TASK DETAILS
Whenever a line in the records below contains "Result", pick it out.

Items from a dataset
◆ ◆ ◆ ◆ ◆

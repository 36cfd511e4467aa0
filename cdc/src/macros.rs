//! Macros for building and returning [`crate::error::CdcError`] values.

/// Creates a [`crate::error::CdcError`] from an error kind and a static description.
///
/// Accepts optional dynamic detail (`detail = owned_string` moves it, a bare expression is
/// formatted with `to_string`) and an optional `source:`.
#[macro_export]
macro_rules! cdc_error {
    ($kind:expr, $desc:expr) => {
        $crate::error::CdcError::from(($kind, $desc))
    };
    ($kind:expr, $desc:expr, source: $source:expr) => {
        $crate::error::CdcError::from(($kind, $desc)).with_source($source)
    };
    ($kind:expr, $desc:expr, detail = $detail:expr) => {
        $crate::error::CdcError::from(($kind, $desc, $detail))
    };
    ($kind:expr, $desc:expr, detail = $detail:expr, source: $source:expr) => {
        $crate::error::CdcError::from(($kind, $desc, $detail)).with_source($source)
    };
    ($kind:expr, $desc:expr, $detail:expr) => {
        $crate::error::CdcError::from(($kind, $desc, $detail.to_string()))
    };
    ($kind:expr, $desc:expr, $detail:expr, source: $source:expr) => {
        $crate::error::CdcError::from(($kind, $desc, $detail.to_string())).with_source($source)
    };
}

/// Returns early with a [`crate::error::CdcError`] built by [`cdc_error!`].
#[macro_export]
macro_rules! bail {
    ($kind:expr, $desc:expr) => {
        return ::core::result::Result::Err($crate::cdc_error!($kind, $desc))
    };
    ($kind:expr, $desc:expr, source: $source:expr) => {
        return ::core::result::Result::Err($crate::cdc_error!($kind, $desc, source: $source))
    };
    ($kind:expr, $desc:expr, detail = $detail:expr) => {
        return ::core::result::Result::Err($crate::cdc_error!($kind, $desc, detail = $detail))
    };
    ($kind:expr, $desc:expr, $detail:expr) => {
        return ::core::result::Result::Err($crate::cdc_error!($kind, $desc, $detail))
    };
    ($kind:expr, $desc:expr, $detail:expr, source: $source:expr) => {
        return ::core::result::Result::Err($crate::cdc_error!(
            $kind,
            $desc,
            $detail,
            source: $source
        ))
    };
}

◆ ◆ ◆ ◆ ◆

OUTPUT OF THE TASK
        return ::core::result::Result::Err($crate::cdc_error!($kind, $desc))
        return ::core::result::Result::Err($crate::cdc_error!($kind, $desc, source: $source))
        return ::core::result::Result::Err($crate::cdc_error!($kind, $desc, detail = $detail))
        return ::core::result::Result::Err($crate::cdc_error!($kind, $desc, $detail))
        return ::core::result::Result::Err($crate::cdc_error!(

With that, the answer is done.